The task:
Set out exactly, and with nothing added, the line containing "mod traits;" and every line after it through the final line of the data.

Supplied material:
____

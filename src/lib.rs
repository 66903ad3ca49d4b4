//! Sumi-Reach: a bounded, concurrent web crawler
//!
//! Starting from a set of seed URLs, this crate fetches pages with a fixed pool
//! of workers, pulls `href` links out of each body, resolves them against the
//! page URL and keeps following new ones until a maximum depth is reached.

pub mod config;
pub mod crawler;
pub mod output;
pub mod url;

use thiserror::Error;

/// Main error type for Sumi-Reach operations
///
/// Only startup problems surface through this type. Failures while processing
/// a single page are logged by the worker and never abort the crawl.
#[derive(Debug, Error)]
pub enum CrawlError {
    #[error("Configuration error: {0}")]
    Config(#[from] ConfigError),

    #[error("URL error: {0}")]
    Url(#[from] UrlError),

    #[error("HTTP client error: {0}")]
    Http(#[from] reqwest::Error),

    #[error("Sink error: {0}")]
    Sink(#[from] output::SinkError),

    #[error("IO error: {0}")]
    Io(#[from] std::io::Error),

    #[error("Worker {id} terminated abnormally: {message}")]
    Worker { id: usize, message: String },
}

/// Configuration-specific errors
#[derive(Debug, Error)]
pub enum ConfigError {
    #[error("Failed to read config file: {0}")]
    Io(#[from] std::io::Error),

    #[error("Failed to parse TOML: {0}")]
    Parse(#[from] toml::de::Error),

    #[error("Validation error: {0}")]
    Validation(String),

    #[error("Invalid URL in config: {0}")]
    InvalidUrl(String),
}

/// URL-specific errors
#[derive(Debug, Error, Clone, PartialEq, Eq)]
pub enum UrlError {
    #[error("Failed to parse URL: {0}")]
    Parse(String),

    #[error("Unsupported URL scheme: {0}")]
    UnsupportedScheme(String),

    #[error("Missing host in URL: {0}")]
    MissingHost(String),
}

/// Result type alias for Sumi-Reach operations
pub type Result<T> = std::result::Result<T, CrawlError>;

/// Result type alias for configuration operations
pub type ConfigResult<T> = std::result::Result<T, ConfigError>;

/// Result type alias for URL operations
pub type UrlResult<T> = std::result::Result<T, UrlError>;

// Re-export commonly used types
pub use config::{Config, DepthBoundary};
pub use crawler::{run_crawl, Coordinator, CrawlTask, Frontier, StopHandle};
pub use output::{CrawlReport, FileSink, MemorySink, NullSink, Sink};
pub use crate::url::{normalize_seed, resolve};
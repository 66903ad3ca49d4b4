//! Output module for fetched pages and crawl reports
//!
//! This module handles:
//! - The [`Sink`] collaborator that receives every fetched page
//! - Writing pages to uniquely named files
//! - Counting crawl events and printing the final report

mod file_sink;
pub mod stats;
mod traits;

pub use file_sink::{generate_filename, FileSink};
pub use stats::{print_report, CrawlReport, CrawlStats};
pub use traits::{MemorySink, NullSink, SavedPage, Sink, SinkError, SinkResult};

use crate::config::OutputConfig;
use std::sync::Arc;

/// Builds the sink described by the output configuration
///
/// # Returns
///
/// * `Ok(Arc<dyn Sink>)` - A [`FileSink`] when saving is enabled, otherwise a [`NullSink`]
/// * `Err(SinkError)` - The output directory could not be created
pub fn sink_for(config: &OutputConfig) -> SinkResult<Arc<dyn Sink>> {
    if config.save_pages {
        Ok(Arc::new(FileSink::new(&config.directory)?))
    } else {
        Ok(Arc::new(NullSink))
    }
}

____

Exercise result:
mod traits;

pub use file_sink::{generate_filename, FileSink};
pub use stats::{print_report, CrawlReport, CrawlStats};
pub use traits::{MemorySink, NullSink, SavedPage, Sink, SinkError, SinkResult};

use crate::config::OutputConfig;
use std::sync::Arc;

/// Builds the sink described by the output configuration
///
/// # Returns
///
/// * `Ok(Arc<dyn Sink>)` - A [`FileSink`] when saving is enabled, otherwise a [`NullSink`]
/// * `Err(SinkError)` - The output directory could not be created
pub fn sink_for(config: &OutputConfig) -> SinkResult<Arc<dyn Sink>> {
    if config.save_pages {
        Ok(Arc::new(FileSink::new(&config.directory)?))
    } else {
        Ok(Arc::new(NullSink))
    }
}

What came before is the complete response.